mod handler;

use std::time::Duration;

use anyhow::Result;
use clap::Parser;
use tracing::{debug, error, info, warn};

use pushshare_cluster::PubSub;
use pushshare_core::{logging, metrics, Config};

use handler::LoggingHandler;

#[derive(Parser, Debug)]
#[command(version, about = "Share one server-push connection between processes on this host", long_about = None)]
struct Args {
    /// Configuration file (YAML or TOML); environment variables override it
    #[arg(short, long, env = "PUSHSHARE_CONFIG")]
    config: Option<String>,

    /// Base URL of the push server, overriding the configuration
    #[arg(long)]
    server_url: Option<String>,

    /// Log a status line every N seconds (0 disables)
    #[arg(long, default_value_t = 30)]
    status_interval: u64,
}

#[tokio::main]
async fn main() -> Result<()> {
    let args = Args::parse();

    // 1. Load configuration
    let mut config = Config::load(args.config.as_deref())?;
    if let Some(server_url) = args.server_url {
        config.server.base_url = server_url;
    }

    // 2. Validate (fail fast on misconfigurations)
    if let Err(errors) = config.validate() {
        for e in &errors {
            eprintln!("Config validation error: {e}");
        }
        return Err(pushshare_core::Error::InvalidConfig(errors).into());
    }

    // 3. Initialize logging
    logging::init_logging(&config.logging)?;
    info!(
        server = %config.server.base_url,
        bus = ?config.bus.kind,
        "PushShare starting..."
    );

    // 4. Join the group and connect
    let pubsub = PubSub::from_config(&config, LoggingHandler).await?;
    pubsub.open()?;
    info!(process_id = %pubsub.process_id(), "Joined local group");

    // 5. Run until a shutdown signal arrives
    let mut status_timer = (args.status_interval > 0)
        .then(|| tokio::time::interval(Duration::from_secs(args.status_interval)));

    let shutdown = shutdown_signal();
    tokio::pin!(shutdown);

    loop {
        tokio::select! {
            () = &mut shutdown => break,
            _ = async {
                match status_timer.as_mut() {
                    Some(timer) => timer.tick().await,
                    None => std::future::pending().await,
                }
            } => {
                match serde_json::to_string(&pubsub.status()) {
                    Ok(status) => info!(status = %status, "Status"),
                    Err(e) => warn!(error = %e, "Failed to serialize status"),
                }
            }
        }
    }

    // 6. Leave gracefully
    if let Err(e) = pubsub.close().await {
        error!(error = %e, "Failed to close pub/sub cleanly");
    }
    match metrics::gather() {
        Ok(text) => debug!(metrics = %text, "Final metrics"),
        Err(e) => warn!(error = %e, "Failed to gather metrics"),
    }
    info!("PushShare stopped");

    Ok(())
}

/// Wait for a shutdown signal (SIGTERM or SIGINT/Ctrl+C)
async fn shutdown_signal() {
    let ctrl_c = async {
        if let Err(e) = tokio::signal::ctrl_c().await {
            error!("Failed to install Ctrl+C handler: {}", e);
            std::future::pending::<()>().await;
        }
    };

    #[cfg(unix)]
    let terminate = async {
        match tokio::signal::unix::signal(tokio::signal::unix::SignalKind::terminate()) {
            Ok(mut signal) => {
                signal.recv().await;
            }
            Err(e) => {
                error!("Failed to install SIGTERM handler: {}", e);
                std::future::pending::<()>().await;
            }
        }
    };

    #[cfg(not(unix))]
    let terminate = std::future::pending::<()>();

    tokio::select! {
        () = ctrl_c => { info!("Received Ctrl+C"); }
        () = terminate => { info!("Received SIGTERM"); }
    }
}
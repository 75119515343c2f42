//! Error types for the coordination layer

use thiserror::Error;

/// Coordination error types
#[derive(Debug, Error)]
pub enum Error {
    #[error("Configuration error: {0}")]
    Configuration(String),

    /// Transport or server error on `add/user`, `remove/user` or `update/user`
    #[error("Registration failed: {0}")]
    RegistrationFailed(String),

    /// Push stream could not be opened or broke while streaming
    #[error("Stream failed: {0}")]
    StreamFailed(String),

    /// This follower's connection group diverged from the leader's and re-attachment failed
    #[error("Connection drift: {0}")]
    ReconciliationDrift(String),

    #[error("Bus error: {0}")]
    Bus(String),

    #[error("Redis error: {0}")]
    Redis(#[from] redis::RedisError),

    #[error("Serialization error: {0}")]
    Serialization(#[from] serde_json::Error),

    #[error("Timeout: {0}")]
    Timeout(String),

    #[error("Pub/sub worker has shut down")]
    Closed,
}

/// Result type for coordination operations
pub type Result<T> = std::result::Result<T, Error>;
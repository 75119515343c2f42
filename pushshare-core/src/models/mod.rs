pub mod bus;
pub mod frame;
pub mod id;

pub use bus::{BusMessage, Envelope, PeerIdentity};
pub use frame::{InstanceFrame, InstancePayload, RelayFrame, SysMessage, TopicInfo, TopicRef, TopicUpdate};
pub use id::{ConnectionId, InstanceId, ProcessId, TopicId};
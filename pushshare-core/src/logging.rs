use tracing::Level;
use tracing_subscriber::{
    fmt::{self, format::FmtSpan},
    layer::SubscriberExt,
    util::SubscriberInitExt,
    EnvFilter,
};

use crate::config::LoggingConfig;

/// Initialize structured logging based on configuration
///
/// Supports both JSON (production) and pretty (development) formats
/// with configurable log levels and optional file output.
pub fn init_logging(config: &LoggingConfig) -> anyhow::Result<()> {
    let log_level = parse_log_level(&config.level)?;

    let env_filter = EnvFilter::try_from_default_env()
        .or_else(|_| EnvFilter::try_new(&config.level))
        .unwrap_or_else(|_| EnvFilter::new(log_level.to_string()));

    let registry = tracing_subscriber::registry().with(env_filter);

    if config.format.as_str() == "json" {
        let json_layer = fmt::layer()
            .json()
            .with_span_events(FmtSpan::CLOSE)
            .with_current_span(true)
            .with_span_list(true)
            .with_target(true)
            .with_line_number(true)
            .with_file(true);

        if let Some(file_path) = &config.file_path {
            let file = std::fs::OpenOptions::new()
                .create(true)
                .append(true)
                .open(file_path)?;
            registry.with(json_layer.with_writer(std::sync::Arc::new(file))).try_init()?;
        } else {
            registry.with(json_layer).try_init()?;
        }
    } else {
        let pretty_layer = fmt::layer()
            .pretty()
            .with_span_events(FmtSpan::CLOSE)
            .with_target(true)
            .with_line_number(true)
            .with_file(false);

        if let Some(file_path) = &config.file_path {
            let file = std::fs::OpenOptions::new()
                .create(true)
                .append(true)
                .open(file_path)?;
            registry.with(pretty_layer.with_writer(std::sync::Arc::new(file))).try_init()?;
        } else {
            registry.with(pretty_layer).try_init()?;
        }
    }

    Ok(())
}

/// Parse log level string to tracing Level
fn parse_log_level(level: &str) -> anyhow::Result<Level> {
    match level.to_lowercase().as_str() {
        "trace" => Ok(Level::TRACE),
        "debug" => Ok(Level::DEBUG),
        "info" => Ok(Level::INFO),
        "warn" | "warning" => Ok(Level::WARN),
        "error" => Ok(Level::ERROR),
        _ => Err(anyhow::anyhow!("Invalid log level: {level}")),
    }
}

····················

What to work on:
The whole listing needs copying. Write it out exactly.

Response to the exercise:
mod handler;

use std::time::Duration;

use anyhow::Result;
use clap::Parser;
use tracing::{debug, error, info, warn};

use pushshare_cluster::PubSub;
use pushshare_core::{logging, metrics, Config};

use handler::LoggingHandler;

#[derive(Parser, Debug)]
#[command(version, about = "Share one server-push connection between processes on this host", long_about = None)]
struct Args {
    /// Configuration file (YAML or TOML); environment variables override it
    #[arg(short, long, env = "PUSHSHARE_CONFIG")]
    config: Option<String>,

    /// Base URL of the push server, overriding the configuration
    #[arg(long)]
    server_url: Option<String>,

    /// Log a status line every N seconds (0 disables)
    #[arg(long, default_value_t = 30)]
    status_interval: u64,
}

#[tokio::main]
async fn main() -> Result<()> {
    let args = Args::parse();

    // 1. Load configuration
    let mut config = Config::load(args.config.as_deref())?;
    if let Some(server_url) = args.server_url {
        config.server.base_url = server_url;
    }

    // 2. Validate (fail fast on misconfigurations)
    if let Err(errors) = config.validate() {
        for e in &errors {
            eprintln!("Config validation error: {e}");
        }
        return Err(pushshare_core::Error::InvalidConfig(errors).into());
    }

    // 3. Initialize logging
    logging::init_logging(&config.logging)?;
    info!(
        server = %config.server.base_url,
        bus = ?config.bus.kind,
        "PushShare starting..."
    );

    // 4. Join the group and connect
    let pubsub = PubSub::from_config(&config, LoggingHandler).await?;
    pubsub.open()?;
    info!(process_id = %pubsub.process_id(), "Joined local group");

    // 5. Run until a shutdown signal arrives
    let mut status_timer = (args.status_interval > 0)
        .then(|| tokio::time::interval(Duration::from_secs(args.status_interval)));

    let shutdown = shutdown_signal();
    tokio::pin!(shutdown);

    loop {
        tokio::select! {
            () = &mut shutdown => break,
            _ = async {
                match status_timer.as_mut() {
                    Some(timer) => timer.tick().await,
                    None => std::future::pending().await,
                }
            } => {
                match serde_json::to_string(&pubsub.status()) {
                    Ok(status) => info!(status = %status, "Status"),
                    Err(e) => warn!(error = %e, "Failed to serialize status"),
                }
            }
        }
    }

    // 6. Leave gracefully
    if let Err(e) = pubsub.close().await {
        error!(error = %e, "Failed to close pub/sub cleanly");
    }
    match metrics::gather() {
        Ok(text) => debug!(metrics = %text, "Final metrics"),
        Err(e) => warn!(error = %e, "Failed to gather metrics"),
    }
    info!("PushShare stopped");

    Ok(())
}

/// Wait for a shutdown signal (SIGTERM or SIGINT/Ctrl+C)
async fn shutdown_signal() {
    let ctrl_c = async {
        if let Err(e) = tokio::signal::ctrl_c().await {
            error!("Failed to install Ctrl+C handler: {}", e);
            std::future::pending::<()>().await;
        }
    };

    #[cfg(unix)]
    let terminate = async {
        match tokio::signal::unix::signal(tokio::signal::unix::SignalKind::terminate()) {
            Ok(mut signal) => {
                signal.recv().await;
            }
            Err(e) => {
                error!("Failed to install SIGTERM handler: {}", e);
                std::future::pending::<()>().await;
            }
        }
    };

    #[cfg(not(unix))]
    let terminate = std::future::pending::<()>();

    tokio::select! {
        () = ctrl_c => { info!("Received Ctrl+C"); }
        () = terminate => { info!("Received SIGTERM"); }
    }
}
repository 75119515343c2f42
//! Error types for the coordination layer

use thiserror::Error;

/// Coordination error types
#[derive(Debug, Error)]
pub enum Error {
    #[error("Configuration error: {0}")]
    Configuration(String),

    /// Transport or server error on `add/user`, `remove/user` or `update/user`
    #[error("Registration failed: {0}")]
    RegistrationFailed(String),

    /// Push stream could not be opened or broke while streaming
    #[error("Stream failed: {0}")]
    StreamFailed(String),

    /// This follower's connection group diverged from the leader's and re-attachment failed
    #[error("Connection drift: {0}")]
    ReconciliationDrift(String),

    #[error("Bus error: {0}")]
    Bus(String),

    #[error("Redis error: {0}")]
    Redis(#[from] redis::RedisError),

    #[error("Serialization error: {0}")]
    Serialization(#[from] serde_json::Error),

    #[error("Timeout: {0}")]
    Timeout(String),

    #[error("Pub/sub worker has shut down")]
    Closed,
}

/// Result type for coordination operations
pub type Result<T> = std::result::Result<T, Error>;
repository 75119515343c2f42
filename pushshare-core/src/models/mod.rs
pub mod bus;
pub mod frame;
pub mod id;

pub use bus::{BusMessage, Envelope, PeerIdentity};
pub use frame::{InstanceFrame, InstancePayload, RelayFrame, SysMessage, TopicInfo, TopicRef, TopicUpdate};
pub use id::{ConnectionId, InstanceId, ProcessId, TopicId};
filename pushshare-core/src/logging.rs
use tracing::Level;
use tracing_subscriber::{
    fmt::{self, format::FmtSpan},
    layer::SubscriberExt,
    util::SubscriberInitExt,
    EnvFilter,
};

use crate::config::LoggingConfig;

/// Initialize structured logging based on configuration
///
/// Supports both JSON (production) and pretty (development) formats
/// with configurable log levels and optional file output.
pub fn init_logging(config: &LoggingConfig) -> anyhow::Result<()> {
    let log_level = parse_log_level(&config.level)?;

    let env_filter = EnvFilter::try_from_default_env()
        .or_else(|_| EnvFilter::try_new(&config.level))
        .unwrap_or_else(|_| EnvFilter::new(log_level.to_string()));

    let registry = tracing_subscriber::registry().with(env_filter);

    if config.format.as_str() == "json" {
        let json_layer = fmt::layer()
            .json()
            .with_span_events(FmtSpan::CLOSE)
            .with_current_span(true)
            .with_span_list(true)
            .with_target(true)
            .with_line_number(true)
            .with_file(true);

        if let Some(file_path) = &config.file_path {
            let file = std::fs::OpenOptions::new()
                .create(true)
                .append(true)
                .open(file_path)?;
            registry.with(json_layer.with_writer(std::sync::Arc::new(file))).try_init()?;
        } else {
            registry.with(json_layer).try_init()?;
        }
    } else {
        let pretty_layer = fmt::layer()
            .pretty()
            .with_span_events(FmtSpan::CLOSE)
            .with_target(true)
            .with_line_number(true)
            .with_file(false);

        if let Some(file_path) = &config.file_path {
            let file = std::fs::OpenOptions::new()
                .create(true)
                .append(true)
                .open(file_path)?;
            registry.with(pretty_layer.with_writer(std::sync::Arc::new(file))).try_init()?;
        } else {
            registry.with(pretty_layer).try_init()?;
        }
    }

    Ok(())
}

/// Parse log level string to tracing Level
fn parse_log_level(level: &str) -> anyhow::Result<Level> {
    match level.to_lowercase().as_str() {
        "trace" => Ok(Level::TRACE),
        "debug" => Ok(Level::DEBUG),
        "info" => Ok(Level::INFO),
        "warn" | "warning" => Ok(Level::WARN),
        "error" => Ok(Level::ERROR),
        _ => Err(anyhow::anyhow!("Invalid log level: {level}")),
    }
}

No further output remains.